What you will do: Write the listing out again in full. Every character must match.
*** Records shown ***
//! Controllers: construction from answer sets, size search and verification

pub mod controller;
pub mod search;
pub mod verifier;

pub use controller::{Controller, ControllerGraph, GraphEdge, GraphNode, Transition};
pub use search::{
    dump_controller, search_sizes, solve, verify_run_dir, Deadline, SearchPlan, SizeSearch, SolveOutcome,
    SolveReport, VerifyReport,
};
pub use verifier::{verify, SolutionSpace, SpaceNode, Verdict};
*** End of Records shown ***
Result of the exercise:
//! Controllers: construction from answer sets, size search and verification

pub mod controller;
pub mod search;
pub mod verifier;

pub use controller::{Controller, ControllerGraph, GraphEdge, GraphNode, Transition};
pub use search::{
    dump_controller, search_sizes, solve, verify_run_dir, Deadline, SearchPlan, SizeSearch, SolveOutcome,
    SolveReport, VerifyReport,
};
pub use verifier::{verify, SolutionSpace, SpaceNode, Verdict};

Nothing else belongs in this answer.